Question

find the ratio :
A cylinder is filled with water upto level ‘h’. The base radius of cylinder is 3/2 times the level of the water. A solid metal cuboid of length, breadth and height 2/5 times, 1/5 times and 2/3 times of the water level respectively, is immersed in water in the cylinder. This cuboid is then taken out and another metal cuboid of length, breadth and height 1/7 times, 3/7 times and 4/5 times of the water level respectively, is
immersed in the same cylinder.
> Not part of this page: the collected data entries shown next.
//! Resolved identifiers: a name plus literal index levels.
//!
//! The AST carries index *expressions*; the walker reduces them to the
//! literal [`IndexLevel`]s here before calling into the program context.

use serde::{Deserialize, Serialize};
use std::fmt;

/// Sigil that marks a hardware (physical) qubit name such as `$3`.
pub const HARDWARE_QUBIT_SIGIL: char = '$';

/// A half-open slice `start:end:step` over a sequence.
///
/// Missing bounds default to the whole sequence in the direction of `step`.
#[derive(Debug, Clone, PartialEq, Eq, Serialize, Deserialize)]
pub struct SliceRange {
    pub start: Option<i64>,
    pub end: Option<i64>,
    pub step: Option<i64>,
}

/// Why a slice could not be applied.
#[derive(Debug, Clone, Copy, PartialEq, Eq)]
pub enum SliceError {
    /// The offending bound or produced index.
    OutOfBounds(i64),
    /// A step of zero never terminates.
    ZeroStep,
}

impl SliceRange {
    /// Slice with both bounds given and unit step.
    pub fn new(start: i64, end: i64) -> Self {
        Self {
            start: Some(start),
            end: Some(end),
            step: None,
        }
    }

    /// Convert a source-level range, whose end bound is inclusive.
    ///
    /// An end at the edge of `i64` saturates; no sequence is long enough for
    /// the lost element to matter.
    pub fn inclusive(start: Option<i64>, end: Option<i64>, step: Option<i64>) -> Self {
        let backwards = step.is_some_and(|s| s < 0);
        Self {
            start,
            end: end.map(|e| if backwards { e.saturating_sub(1) } else { e.saturating_add(1) }),
            step,
        }
    }

    /// Set the step.
    #[must_use]
    pub fn with_step(mut self, step: i64) -> Self {
        self.step = Some(step);
        self
    }

    /// Positions selected from a sequence of length `len`, in slice order.
    ///
    /// Every produced position must lie inside the sequence; the bounds
    /// themselves may overshoot.
    #[allow(clippy::cast_possible_truncation, clippy::cast_sign_loss)]
    pub fn positions(&self, len: usize) -> Result<Vec<usize>, SliceError> {
        let walk = self.walk(len)?;
        Ok((0..walk.count)
            .map(|k| (walk.start + k as i128 * walk.step) as usize)
            .collect())
    }

    /// Number of positions selected, without materializing them.
    ///
    /// Fails exactly when [`positions`](Self::positions) does.
    pub fn count(&self, len: usize) -> Result<usize, SliceError> {
        self.walk(len).map(|walk| walk.count)
    }

    /// Resolve defaults and check every produced position against `len`.
    ///
    /// The progression is monotonic, so checking the first and last
    /// positions covers all of them. Arithmetic runs in `i128`.
    fn walk(&self, len: usize) -> Result<Walk, SliceError> {
        let len = len as i128;
        let step = i128::from(self.step.unwrap_or(1));
        if step == 0 {
            return Err(SliceError::ZeroStep);
        }
        let (start, end) = if step > 0 {
            (self.start.map_or(0, i128::from), self.end.map_or(len, i128::from))
        } else {
            (self.start.map_or(len - 1, i128::from), self.end.map_or(-1, i128::from))
        };
        let span = if step > 0 { end - start } else { start - end };
        if span <= 0 {
            return Ok(Walk { start, step, count: 0 });
        }
        let count = (span + step.abs() - 1) / step.abs();
        let in_range = |i: i128| (0..len).contains(&i);
        if !in_range(start) {
            return Err(SliceError::OutOfBounds(saturate(start)));
        }
        if !in_range(start + (count - 1) * step) {
            // First position past the edge the walk is heading towards.
            let inside = if step > 0 {
                (len - 1 - start) / step + 1
            } else {
                start / -step + 1
            };
            return Err(SliceError::OutOfBounds(saturate(start + inside * step)));
        }
        let count = usize::try_from(count).map_err(|_| SliceError::OutOfBounds(saturate(end)))?;
        Ok(Walk { start, step, count })
    }
}

/// A validated arithmetic progression of positions.
struct Walk {
    start: i128,
    step: i128,
    count: usize,
}

#[allow(clippy::cast_possible_truncation)]
fn saturate(value: i128) -> i64 {
    value.clamp(i128::from(i64::MIN), i128::from(i64::MAX)) as i64
}

impl fmt::Display for SliceRange {
    fn fmt(&self, f: &mut fmt::Formatter<'_>) -> fmt::Result {
        if let Some(start) = self.start {
            write!(f, "{start}")?;
        }
        f.write_str(":")?;
        if let Some(end) = self.end {
            write!(f, "{end}")?;
        }
        if let Some(step) = self.step {
            write!(f, ":{step}")?;
        }
        Ok(())
    }
}

/// One level of indexing.
#[derive(Debug, Clone, PartialEq, Eq, Serialize, Deserialize)]
pub enum IndexLevel {
    /// A single integer position.
    Single(i64),
    /// A slice of positions.
    Range(SliceRange),
    /// An explicit, ordered set of positions; duplicates are kept.
    Set(Vec<i64>),
}

impl IndexLevel {
    /// Whether the level selects exactly one element.
    pub fn is_single(&self) -> bool {
        matches!(self, IndexLevel::Single(_))
    }

    /// Positions selected from a sequence of length `len`.
    ///
    /// Negative positions are rejected rather than counted from the end.
    #[allow(clippy::cast_possible_wrap, clippy::cast_sign_loss)]
    pub fn positions(&self, len: usize) -> Result<Vec<usize>, SliceError> {
        let check = |i: i64| {
            if i < 0 || i >= len as i64 {
                Err(SliceError::OutOfBounds(i))
            } else {
                Ok(i as usize)
            }
        };
        match self {
            IndexLevel::Single(i) => Ok(vec![check(*i)?]),
            IndexLevel::Range(range) => range.positions(len),
            IndexLevel::Set(items) => items.iter().map(|&i| check(i)).collect(),
        }
    }
}

impl fmt::Display for IndexLevel {
    fn fmt(&self, f: &mut fmt::Formatter<'_>) -> fmt::Result {
        match self {
            IndexLevel::Single(i) => write!(f, "{i}"),
            IndexLevel::Range(r) => write!(f, "{r}"),
            IndexLevel::Set(items) => {
                let parts: Vec<_> = items.iter().map(ToString::to_string).collect();
                write!(f, "{{{}}}", parts.join(", "))
            }
        }
    }
}

/// A name, optionally with index levels.
#[derive(Debug, Clone, PartialEq, Eq, Serialize, Deserialize)]
pub enum Identifier {
    /// A bare name.
    Plain(String),
    /// A name with one or more index levels, outermost first.
    Indexed(String, Vec<IndexLevel>),
}

impl Identifier {
    /// A bare name.
    pub fn plain(name: impl Into<String>) -> Self {
        Identifier::Plain(name.into())
    }

    /// A name with index levels; an empty level list gives a bare name.
    pub fn indexed(name: impl Into<String>, levels: Vec<IndexLevel>) -> Self {
        if levels.is_empty() {
            Identifier::Plain(name.into())
        } else {
            Identifier::Indexed(name.into(), levels)
        }
    }

    /// The base name.
    pub fn name(&self) -> &str {
        match self {
            Identifier::Plain(name) | Identifier::Indexed(name, _) => name,
        }
    }

    /// The index levels; empty for a bare name.
    pub fn levels(&self) -> &[IndexLevel] {
        match self {
            Identifier::Plain(_) => &[],
            Identifier::Indexed(_, levels) => levels,
        }
    }

    /// Whether the name uses the hardware qubit sigil.
    pub fn is_hardware(&self) -> bool {
        self.name().starts_with(HARDWARE_QUBIT_SIGIL)
    }

    /// Append further index levels to this identifier.
    #[must_use]
    pub fn with_levels(&self, extra: &[IndexLevel]) -> Self {
        let mut levels = self.levels().to_vec();
        levels.extend_from_slice(extra);
        Identifier::indexed(self.name(), levels)
    }
}

impl fmt::Display for Identifier {
    fn fmt(&self, f: &mut fmt::Formatter<'_>) -> fmt::Result {
        write!(f, "{}", self.name())?;
        for level in self.levels() {
            write!(f, "[{level}]")?;
        }
        Ok(())
    }
}

#[cfg(test)]
mod tests {
    use super::*;

    #[test]
    fn test_slice_positions() {
        assert_eq!(SliceRange::new(1, 3).positions(5).unwrap(), vec![1, 2]);
        assert_eq!(
            SliceRange::new(0, 5).with_step(2).positions(5).unwrap(),
            vec![0, 2, 4]
        );
        let reversed = SliceRange {
            start: None,
            end: None,
            step: Some(-1),
        };
        assert_eq!(reversed.positions(3).unwrap(), vec![2, 1, 0]);
    }

    #[test]
    fn test_slice_bounds() {
        assert_eq!(
            SliceRange::new(1, 7).positions(5),
            Err(SliceError::OutOfBounds(5))
        );
        assert_eq!(
            SliceRange::new(4, -3).with_step(-2).positions(5),
            Err(SliceError::OutOfBounds(-2))
        );
        assert_eq!(
            SliceRange::new(-1, 2).positions(5),
            Err(SliceError::OutOfBounds(-1))
        );
        assert_eq!(
            SliceRange::new(0, 2).with_step(0).positions(5),
            Err(SliceError::ZeroStep)
        );
        assert!(SliceRange::new(3, 1).positions(5).unwrap().is_empty());
    }

    #[test]
    fn test_slice_count_matches_positions() {
        let cases = [
            SliceRange::new(0, 5),
            SliceRange::new(1, 4).with_step(2),
            SliceRange::new(4, 0).with_step(-1),
            SliceRange::new(2, 2),
            SliceRange::new(0, 6).with_step(2),
            SliceRange::new(4, -2).with_step(-3),
        ];
        for case in cases {
            assert_eq!(case.count(5).unwrap(), case.positions(5).unwrap().len());
        }
    }

    #[test]
    fn test_stepped_slice_may_overshoot_end() {
        // q[0:2:5] on five qubits.
        let range = SliceRange::inclusive(Some(0), Some(5), Some(2));
        assert_eq!(range.positions(5).unwrap(), vec![0, 2, 4]);
        assert_eq!(range.count(5).unwrap(), 3);
    }

    #[test]
    fn test_slice_extremes_do_not_overflow() {
        let open_end = SliceRange::inclusive(Some(0), Some(i64::MAX), None);
        assert_eq!(open_end.positions(3), Err(SliceError::OutOfBounds(3)));
        assert_eq!(open_end.count(3), Err(SliceError::OutOfBounds(3)));

        let backwards = SliceRange::inclusive(Some(2), Some(i64::MIN), Some(-1));
        assert_eq!(backwards.positions(3), Err(SliceError::OutOfBounds(-1)));

        let huge_step = SliceRange::new(1, 3).with_step(i64::MAX);
        assert_eq!(huge_step.positions(5).unwrap(), vec![1]);
        assert_eq!(huge_step.count(5).unwrap(), 1);

        let huge_negative = SliceRange::new(4, i64::MIN).with_step(i64::MIN);
        assert_eq!(
            huge_negative.positions(5),
            Err(SliceError::OutOfBounds(i64::MIN + 4))
        );
    }

    #[test]
    fn test_level_positions() {
        assert_eq!(IndexLevel::Single(2).positions(3).unwrap(), vec![2]);
        assert_eq!(
            IndexLevel::Single(-1).positions(3),
            Err(SliceError::OutOfBounds(-1))
        );
        assert_eq!(
            IndexLevel::Set(vec![2, 0, 2]).positions(3).unwrap(),
            vec![2, 0, 2]
        );
        assert_eq!(
            IndexLevel::Set(vec![0, 3]).positions(3),
            Err(SliceError::OutOfBounds(3))
        );
    }

    #[test]
    fn test_identifier_display() {
        let id = Identifier::indexed(
            "q",
            vec![IndexLevel::Range(SliceRange::new(0, 2)), IndexLevel::Single(1)],
        );
        assert_eq!(id.to_string(), "q[0:2][1]");
        assert_eq!(Identifier::plain("$4").to_string(), "$4");
        assert!(Identifier::plain("$4").is_hardware());
    }

    #[test]
    fn test_with_levels() {
        let id = Identifier::plain("q").with_levels(&[IndexLevel::Set(vec![2, 0, 2])]);
        assert_eq!(id.levels().len(), 1);
        assert_eq!(id.to_string(), "q[{2, 0, 2}]");
        assert_eq!(Identifier::indexed("r", vec![]), Identifier::plain("r"));
    }
}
Find the ratio of the rise in water level in the two
cases.

Answer 1

$\large\underline{\sf{Solution-}}$

Given that,

A cylinder is filled with water upto level ‘h’. The base radius of cylinder is 3/2 times the level of the water.

So, Let assume that

Water level in the cylinder be h units.

So,

Radius of cylinder, r = 3/2 h units

Further, given that

A solid metal cuboid of length, breadth and height 2/5 times, 1/5 times and 2/3 times of the water level respectively, is immersed in water in the cylinder.

So,

$\rm \: Length \: of \: cuboid, \: l = \dfrac{2h}{5}$

$\rm \: Breadth \: of \: cuboid, \: b = \dfrac{h}{5}$

$\rm \: Height \: of \: cuboid, \: h = \dfrac{2h}{3}$

Now, we know that, Amount of water displaced = Volume of object submerged.
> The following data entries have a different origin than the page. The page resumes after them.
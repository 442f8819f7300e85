//! Error types for the IR crate.

use crate::qubit::QubitId;
use thiserror::Error;

/// Errors raised while appending to or evaluating parts of a circuit.
#[derive(Debug, Error)]
#[non_exhaustive]
pub enum IrError {
    /// Qubit index is not below the circuit's qubit count.
    #[error("Qubit {qubit} not allocated in circuit of {num_qubits} qubits{}", format_gate_context(.gate_name))]
    QubitNotFound {
        /// The offending qubit.
        qubit: QubitId,
        /// Qubit count at the time of the append.
        num_qubits: u32,
        /// Optional gate name for context.
        gate_name: Option<String>,
    },

    /// The same qubit appears twice in a gate's target list.
    #[error("Duplicate qubit {qubit} in operation{}", format_gate_context(.gate_name))]
    DuplicateQubit {
        /// The duplicate qubit.
        qubit: QubitId,
        /// Optional gate name for context.
        gate_name: Option<String>,
    },

    /// Gate received the wrong number of qubits.
    #[error("Gate '{gate_name}' requires {expected} qubits, got {got}")]
    QubitCountMismatch {
        /// Name of the gate.
        gate_name: String,
        /// Expected number of qubits.
        expected: usize,
        /// Actual number of qubits provided.
        got: usize,
    },

    /// Custom unitary matrix does not match its target count.
    #[error("Unitary on {num_qubits} qubits needs a {expected}x{expected} matrix, got {rows}x{cols}")]
    MatrixDimension {
        /// Number of target qubits.
        num_qubits: usize,
        /// Expected side length (`2^num_qubits`).
        expected: usize,
        /// Rows supplied.
        rows: usize,
        /// Columns of the first row supplied.
        cols: usize,
    },

    /// Parameter references a symbol with no value.
    #[error("Parameter '{0}' is unbound")]
    UnboundParameter(String),

    /// Parameter expression cannot be reduced to a finite number.
    #[error("Cannot evaluate parameter expression: {0}")]
    Evaluation(String),

    /// Circuit could not be serialized for handoff.
    #[error("Serialization failed: {0}")]
    Serialization(#[from] serde_json::Error),
}

#[allow(clippy::ref_option)]
fn format_gate_context(gate_name: &Option<String>) -> String {
    match gate_name {
        Some(name) => format!(" (gate: {name})"),
        None => String::new(),
    }
}

/// Result type for IR operations.
pub type IrResult<T> = Result<T, IrError>;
Let assume that, water level rises by H units.

Thus,

$\rm \: Volume_{(water displaced)} \: = \: Volume_{(cuboid)}$

$\rm \: \pi {(r)}^{2}H \: = \: l \times b \times h$

$\rm \: \pi {\bigg( \dfrac{3h}{2} \bigg)}^{2}H \: = \: \dfrac{2h}{5} \times \dfrac{h}{5} \times \dfrac{2h}{3}$

$\rm \: \pi {\bigg( \dfrac{9 {h}^{2} }{4} \bigg)}H \: = \: \dfrac{2h}{5} \times \dfrac{h}{5} \times \dfrac{2h}{3}$

$\rm\implies \:H = \dfrac{16h}{675\pi} \: units$

Now, Further given that

This cuboid is then taken out and another metal cuboid of length, breadth and height 1/7 times, 3/7 times and 4/5 times of the water level respectively, is immersed in the same cylinder.
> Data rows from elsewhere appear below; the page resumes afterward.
impl Value {
    pub fn type_name(&self) -> &'static str {
        match self {
            Value::Bool(_) => "bool",
            Value::Int(_) => "int",
            Value::Uint(_) => "uint",
            Value::Float(_) => "float",
            Value::Angle(_) => "angle",
            Value::BitString(_) => "bit[]",
            Value::Array(_) => "array",
            Value::Qubit(_) => "qubit",
            Value::Uninitialized => "uninitialized",
        }
    }

    pub fn is_initialized(&self) -> bool {
        !matches!(self, Value::Uninitialized)
    }

    /// Type this value has when it appears without a declared type.
    #[allow(clippy::cast_possible_truncation)]
    pub fn natural_type(&self) -> Option<ClassicalType> {
        match self {
            Value::Bool(_) => Some(ClassicalType::Bool),
            Value::Int(_) => Some(ClassicalType::Int(None)),
            Value::Uint(_) => Some(ClassicalType::Uint(None)),
            Value::Float(_) => Some(ClassicalType::Float(None)),
            Value::Angle(_) => Some(ClassicalType::Angle(None)),
            Value::BitString(bits) => Some(ClassicalType::Bit(Some(bits.len() as u32))),
            Value::Array(array) => Some(ClassicalType::Array {
                element: Box::new(array.element.clone()),
                dims: array.dims.clone(),
            }),
            Value::Qubit(_) | Value::Uninitialized => None,
        }
    }

    /// Numeric view of a scalar.
    #[allow(clippy::cast_precision_loss)]
    pub fn as_f64(&self) -> Option<f64> {
        match self {
            Value::Bool(b) => Some(f64::from(u8::from(*b))),
            Value::Int(i) => Some(*i as f64),
            Value::Uint(u) => Some(*u as f64),
            Value::Float(x) | Value::Angle(x) => Some(*x),
            Value::BitString(bits) => Some(bits.to_u64() as f64),
            _ => None,
        }
    }

    /// Integer view of a scalar; floats are not silently truncated.
    #[allow(clippy::cast_possible_wrap)]
    pub fn as_i64(&self) -> Option<i64> {
        match self {
            Value::Bool(b) => Some(i64::from(*b)),
            Value::Int(i) => Some(*i),
            Value::Uint(u) => Some(*u as i64),
            Value::BitString(bits) => Some(bits.to_u64() as i64),
            _ => None,
        }
    }

    /// Truthiness of a scalar.
    pub fn as_bool(&self) -> Option<bool> {
        match self {
            Value::Bool(b) => Some(*b),
            Value::Int(i) => Some(*i != 0),
            Value::Uint(u) => Some(*u != 0),
            Value::Float(x) | Value::Angle(x) => Some(*x != 0.0),
            Value::BitString(bits) => Some(bits.count_ones() > 0),
            _ => None,
        }
    }

    /// Convert to `ty`, wrapping integers to their width and normalizing
    /// angles. Uninitialized values pass through unchanged.
    #[allow(
        clippy::cast_possible_truncation,
        clippy::cast_sign_loss,
        clippy::cast_possible_wrap
    )]
    pub fn coerce(self, ty: &ClassicalType) -> InterpResult<Value> {
        if !self.is_initialized() {
            return Ok(self);
        }
        let mismatch = |v: &Value| InterpError::type_mismatch(ty, v.type_name());
        match ty {
            ClassicalType::Bool => self.as_bool().map(Value::Bool).ok_or_else(|| mismatch(&self)),
            ClassicalType::Int(width) => {
                let raw = match &self {
                    Value::Float(x) | Value::Angle(x) if x.is_finite() => x.trunc() as i64,
                    other => other.as_i64().ok_or_else(|| mismatch(other))?,
                };
                Ok(Value::Int(wrap_signed(raw, *width)))
            }
            ClassicalType::Uint(width) => {
                let raw = match &self {
                    Value::Float(x) | Value::Angle(x) if x.is_finite() => x.trunc() as i64,
                    other => other.as_i64().ok_or_else(|| mismatch(other))?,
                };
                Ok(Value::Uint(wrap_unsigned(raw as u64, *width)))
            }
            ClassicalType::Float(_) => self.as_f64().map(Value::Float).ok_or_else(|| mismatch(&self)),
            ClassicalType::Angle(_) => self
                .as_f64()
                .map(|x| Value::Angle(x.rem_euclid(TAU)))
                .ok_or_else(|| mismatch(&self)),
            ClassicalType::Bit(None) => match &self {
                Value::BitString(bits) if bits.len() == 1 => Ok(Value::Bool(bits.bits()[0])),
                Value::BitString(_) | Value::Float(_) | Value::Angle(_) => Err(mismatch(&self)),
                other => other.as_bool().map(Value::Bool).ok_or_else(|| mismatch(other)),
            },
            ClassicalType::Bit(Some(n)) => {
                let n = *n as usize;
                match self {
                    Value::BitString(bits) if bits.len() == n => Ok(Value::BitString(bits)),
                    Value::Bool(b) => Ok(Value::BitString(BitString::from_u64(u64::from(b), n))),
                    Value::Int(i) => Ok(Value::BitString(BitString::from_u64(i as u64, n))),
                    Value::Uint(u) => Ok(Value::BitString(BitString::from_u64(u, n))),
                    other => Err(InterpError::type_mismatch(
                        ty,
                        match &other {
                            Value::BitString(bits) => format!("bit[{}]", bits.len()),
                            v => v.type_name().to_string(),
                        },
                    )),
                }
            }
            ClassicalType::Array { element, dims } => match self {
                Value::Array(array) if &array.dims == dims => {
                    let values = array
                        .values
                        .into_iter()
                        .map(|v| v.coerce(element))
                        .collect::<InterpResult<Vec<_>>>()?;
                    Ok(Value::Array(ArrayValue {
                        element: (**element).clone(),
                        dims: dims.clone(),
                        values,
                    }))
                }
                other => Err(mismatch(&other)),
            },
        }
    }

    /// Read the element or sub-block selected by `levels`.
    pub fn get_indexed(&self, name: &str, levels: &[IndexLevel]) -> InterpResult<Value> {
        if levels.is_empty() {
            return Ok(self.clone());
        }
        match self {
            Value::Array(array) => array.get(name, levels),
            Value::BitString(bits) => {
                let [level] = levels else {
                    return Err(InterpError::type_mismatch(
                        format!("a single index on '{name}'"),
                        format!("{} index levels", levels.len()),
                    ));
                };
                let positions = level
                    .positions(bits.len())
                    .map_err(slice_error(name, bits.len()))?;
                if level.is_single() {
                    Ok(Value::Bool(bits.0[positions[0]]))
                } else {
                    Ok(Value::BitString(positions.iter().map(|&p| bits.0[p]).collect()))
                }
            }
            Value::Uninitialized => Err(InterpError::Uninitialized(name.to_string())),
            other => Err(InterpError::type_mismatch("array or bit register", other.type_name())),
        }
    }

    /// Overwrite the element or sub-block selected by `levels`, coercing
    /// `value` to the element type.
    #[allow(clippy::cast_possible_truncation)]
    pub fn set_indexed(&mut self, name: &str, levels: &[IndexLevel], value: Value) -> InterpResult<()> {
        match self {
            Value::Array(array) => array.set(name, levels, value),
            Value::BitString(bits) => {
                let [level] = levels else {
                    return Err(InterpError::type_mismatch(
                        format!("a single index on '{name}'"),
                        format!("{} index levels", levels.len()),
                    ));
                };
                let positions = level
                    .positions(bits.len())
                    .map_err(slice_error(name, bits.len()))?;
                if level.is_single() {
                    if let Value::Bool(b) = value.coerce(&ClassicalType::Bit(None))? {
                        bits.0[positions[0]] = b;
                    }
                    return Ok(());
                }
                let width = ClassicalType::Bit(Some(positions.len() as u32));
                if let Value::BitString(source) = value.coerce(&width)? {
                    for (p, b) in positions.iter().zip(source.0) {
                        bits.0[*p] = b;
                    }
                }
                Ok(())
            }
            Value::Uninitialized => Err(InterpError::Uninitialized(name.to_string())),
            other => Err(InterpError::type_mismatch("array or bit register", other.type_name())),
        }
    }
}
$\rm \: Length \: of \: cuboid, \: l = \dfrac{h}{7}$

$\rm \: Breadth \: of \: cuboid, \: b = \dfrac{3h}{7}$

$\rm \: Height \: of \: cuboid, \: h = \dfrac{4h}{5}$

Now, we know that, Amount of water displaced = Volume of object submerged.

Let assume that, water level rises by H' units.

Thus,

$\rm \: Volume_{(water displaced)} \: = \: Volume_{(cuboid)}$

$\rm \: \pi {(r)}^{2}H' \: = \: l \times b \times h$

$\rm \: \pi {\bigg( \dfrac{3h}{2} \bigg)}^{2}H' \: = \: \dfrac{h}{7} \times \dfrac{3h}{7} \times \dfrac{4h}{5}$

$\rm \: \pi {\bigg( \dfrac{9 {h}^{2} }{4} \bigg)}H' \: = \: \dfrac{h}{7} \times \dfrac{3h}{7} \times \dfrac{4h}{5}$

$\rm\implies \:H' = \dfrac{16h}{735\pi} \: units$

Now, Consider

$\rm \: H : H'$

$\rm \: = \: \dfrac{16h}{675\pi} \: : \: \dfrac{16h}{735\pi}$

$\rm \: = \: 735 \: : \: 675$

$\rm \: = \: 147 \: : \: 135$

$\rm \: = \: 49 \: : \: 45$

Hence,

$\rm\implies \:H : H' \: = \: 49 : 45$

Short Cut Trick

Ratio of height of water displaced is Ratio of volume of two objects

That means,

$\rm \: H : H'$

$\rm \: = \: \dfrac{2h}{5} \times \dfrac{h}{5} \times \dfrac{2h}{3} \: : \dfrac{h}{7} \times \dfrac{3h}{7} \times \dfrac{4h}{5}$

$\rm \: = \: 49 \: : \: 45$

Hence,

$\rm\implies \:H : H' \: = \: 49 : 45$